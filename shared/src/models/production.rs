//! Production run request models

use rust_decimal::Decimal;
use serde::{Deserialize, Serialize};
use uuid::Uuid;
use validator::Validate;

use crate::types::ProductionType;
use crate::validation::{check, check_lines, FieldError, ValidateRequest};

/// Record a production run, tagged by `productionType`
#[derive(Debug, Clone, Serialize, Deserialize)]
#[serde(tag = "productionType", rename_all = "lowercase")]
pub enum CreateProductionInput {
    /// Output becomes a new finished good
    New(NewProductionInput),
    /// Output is added to an existing finished good
    Existed(ExistedProductionInput),
}

#[derive(Debug, Clone, Serialize, Deserialize, Validate)]
#[serde(rename_all = "camelCase", deny_unknown_fields)]
pub struct NewProductionInput {
    pub outlet_id: Uuid,
    #[validate(length(min = 1, max = 255, message = "Finished good name is required"))]
    pub finished_name: String,
    #[validate(length(max = 100))]
    pub finished_sku: Option<String>,
    #[validate(length(min = 1, max = 50, message = "Finished good unit is required"))]
    pub finished_unit: String,
    #[validate(custom = "crate::validation::non_negative_quantity")]
    pub finished_amount: Decimal,
    pub products: Vec<ProductionMaterialLine>,
}

#[derive(Debug, Clone, Serialize, Deserialize, Validate)]
#[serde(rename_all = "camelCase", deny_unknown_fields)]
pub struct ExistedProductionInput {
    pub outlet_id: Uuid,
    pub finished_good_id: Uuid,
    #[validate(custom = "crate::validation::non_negative_quantity")]
    pub finished_amount: Decimal,
    pub products: Vec<ProductionMaterialLine>,
}

/// One raw material consumed by a run
#[derive(Debug, Clone, Serialize, Deserialize, Validate)]
#[serde(deny_unknown_fields)]
pub struct ProductionMaterialLine {
    #[serde(alias = "rawMaterialId")]
    pub raw_material_id: Uuid,
    #[serde(alias = "quantityUsed")]
    #[validate(custom = "crate::validation::positive_quantity")]
    pub quantity_used: Decimal,
    #[serde(alias = "pricePerUnit")]
    #[validate(custom = "crate::validation::non_negative_amount")]
    pub price_per_unit: Decimal,
}

impl CreateProductionInput {
    pub fn production_type(&self) -> ProductionType {
        match self {
            CreateProductionInput::New(_) => ProductionType::New,
            CreateProductionInput::Existed(_) => ProductionType::Existed,
        }
    }

    pub fn outlet_id(&self) -> Uuid {
        match self {
            CreateProductionInput::New(input) => input.outlet_id,
            CreateProductionInput::Existed(input) => input.outlet_id,
        }
    }

    pub fn finished_amount(&self) -> Decimal {
        match self {
            CreateProductionInput::New(input) => input.finished_amount,
            CreateProductionInput::Existed(input) => input.finished_amount,
        }
    }

    pub fn products(&self) -> &[ProductionMaterialLine] {
        match self {
            CreateProductionInput::New(input) => &input.products,
            CreateProductionInput::Existed(input) => &input.products,
        }
    }

    /// `(quantity_used, price_per_unit)` pairs for costing
    pub fn cost_lines(&self) -> impl Iterator<Item = (Decimal, Decimal)> + '_ {
        self.products()
            .iter()
            .map(|line| (line.quantity_used, line.price_per_unit))
    }
}

impl ValidateRequest for CreateProductionInput {
    fn validate_request(&self) -> Result<(), FieldError> {
        match self {
            CreateProductionInput::New(input) => check(None, input)?,
            CreateProductionInput::Existed(input) => check(None, input)?,
        }
        check_lines("products", self.products())
    }
}
//! Receiving service: purchase invoice lines into raw material stock

use chrono::{NaiveDate, Utc};
use rust_decimal::Decimal;
use serde::Serialize;
use shared::{
    line_total, lookup_plan, resolve_raw_material, CreateStockInInput, StockInLine,
    ValidateRequest,
};
use uuid::Uuid;

use crate::error::{AppError, AppResult};
use crate::models::{InvoiceItemContext, NewStockIn, StockIn};
use crate::store::{lock_raw_materials, settle, LedgerStore, LedgerTx};

/// Receiving service for stock-in batches
#[derive(Clone)]
pub struct ReceivingService<S> {
    store: S,
}

/// Rows written by one stock-in batch
#[derive(Debug, Clone, Serialize)]
pub struct StockInBatch {
    pub created: Vec<StockIn>,
}

#[derive(Debug, Clone, Serialize)]
pub struct DeletedStockIn {
    pub id: Uuid,
}

impl<S: LedgerStore> ReceivingService<S> {
    pub fn new(store: S) -> Self {
        Self { store }
    }

    /// Receive every line of a purchase invoice in one transaction
    pub async fn receive(
        &self,
        business_id: Uuid,
        user_id: Uuid,
        input: CreateStockInInput,
    ) -> AppResult<StockInBatch> {
        input.validate_request()?;

        let mut tx = self.store.begin().await?;
        let outcome = receive_lines(&mut tx, business_id, user_id, &input).await;
        let batch = settle(tx, outcome).await?;

        tracing::info!(
            invoice_id = %input.invoice_id,
            lines = batch.created.len(),
            "Stock-in batch committed"
        );

        Ok(batch)
    }

    /// Delete a stock-in row. Raw material levels are left as they are.
    pub async fn delete(&self, business_id: Uuid, id: Uuid) -> AppResult<DeletedStockIn> {
        let mut tx = self.store.begin().await?;
        let outcome = delete_row(&mut tx, business_id, id).await;
        let deleted = settle(tx, outcome).await?;

        tracing::info!(stock_in_id = %id, "Stock-in deleted");

        Ok(deleted)
    }
}

/// A stock-in line with its invoice item and target raw material resolved
struct ResolvedLine<'a> {
    line: &'a StockInLine,
    item: InvoiceItemContext,
    raw_material_id: Uuid,
    received_date: NaiveDate,
    total_value: Decimal,
}

async fn receive_lines<T: LedgerTx>(
    tx: &mut T,
    business_id: Uuid,
    user_id: Uuid,
    input: &CreateStockInInput,
) -> AppResult<StockInBatch> {
    let mut resolved = Vec::with_capacity(input.items.len());
    for (index, line) in input.items.iter().enumerate() {
        resolved.push(resolve_line(tx, business_id, input, index, line).await?);
    }

    // Every line resolves to one outlet: the invoice's
    let Some(outlet_id) = resolved.first().map(|r| r.item.outlet_id) else {
        return Ok(StockInBatch {
            created: Vec::new(),
        });
    };
    let mut raw_materials = lock_raw_materials(
        tx,
        outlet_id,
        resolved.iter().map(|r| r.raw_material_id),
    )
    .await?;

    let mut created = Vec::with_capacity(resolved.len());
    for r in resolved {
        let stock_in = tx
            .insert_stock_in(NewStockIn {
                purchase_invoice_item_id: r.item.id,
                quantity_in: r.line.quantity_in,
                total_value: r.total_value,
                received_date: r.received_date,
                proof_images: r.line.images.clone(),
                created_by: user_id,
            })
            .await?;

        let raw_material = raw_materials
            .get_mut(&r.raw_material_id)
            .ok_or_else(|| AppError::NotFound("Raw material".to_string()))?;

        let levels = raw_material.levels().receive(r.line.quantity_in)?;
        tx.write_raw_material_levels(raw_material.id, &levels).await?;
        raw_material.apply_levels(&levels, Utc::now());

        tracing::debug!(
            raw_material_id = %raw_material.id,
            quantity_in = %r.line.quantity_in,
            remaining_stock = %levels.remaining_stock,
            "Raw material received"
        );

        created.push(stock_in);
    }

    Ok(StockInBatch { created })
}

async fn resolve_line<'a, T: LedgerTx>(
    tx: &mut T,
    business_id: Uuid,
    input: &CreateStockInInput,
    index: usize,
    line: &'a StockInLine,
) -> AppResult<ResolvedLine<'a>> {
    let item = tx
        .invoice_item_context(business_id, input.invoice_id, line.purchase_invoice_item_id)
        .await?
        .ok_or_else(|| AppError::NotFound("Purchase invoice item".to_string()))?;

    let received_date = line.received_date.ok_or_else(|| AppError::Validation {
        field: format!("items[{}].received_date", index),
        message: "Received date is required".to_string(),
    })?;

    let total_value = match line.total_value {
        Some(total_value) => total_value,
        None => line_total(line.quantity_in, item.price_per_unit)?,
    };

    let plan = lookup_plan(&line.hints(), item.id);
    let candidates = tx.raw_material_candidates(item.outlet_id, &plan).await?;
    let raw_material_id = resolve_raw_material(&plan, &candidates)
        .ok_or_else(|| AppError::NotFound("Raw material".to_string()))?;

    Ok(ResolvedLine {
        line,
        item,
        raw_material_id,
        received_date,
        total_value,
    })
}

async fn delete_row<T: LedgerTx>(tx: &mut T, business_id: Uuid, id: Uuid) -> AppResult<DeletedStockIn> {
    let row = tx
        .lock_stock_in(business_id, id)
        .await?
        .ok_or_else(|| AppError::NotFound("Stock in".to_string()))?;

    tx.delete_stock_in(row.id).await?;

    Ok(DeletedStockIn { id: row.id })
}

—————

- ACTIVITY
Reproduce verbatim the lines above, from the line with "fn validate_request(&self) ->" through the line with "pub struct ReceivingService<S>".

- OUTPUT BELOW
    fn validate_request(&self) -> Result<(), FieldError> {
        match self {
            CreateProductionInput::New(input) => check(None, input)?,
            CreateProductionInput::Existed(input) => check(None, input)?,
        }
        check_lines("products", self.products())
    }
}
//! Receiving service: purchase invoice lines into raw material stock

use chrono::{NaiveDate, Utc};
use rust_decimal::Decimal;
use serde::Serialize;
use shared::{
    line_total, lookup_plan, resolve_raw_material, CreateStockInInput, StockInLine,
    ValidateRequest,
};
use uuid::Uuid;

use crate::error::{AppError, AppResult};
use crate::models::{InvoiceItemContext, NewStockIn, StockIn};
use crate::store::{lock_raw_materials, settle, LedgerStore, LedgerTx};

/// Receiving service for stock-in batches
#[derive(Clone)]
pub struct ReceivingService<S> {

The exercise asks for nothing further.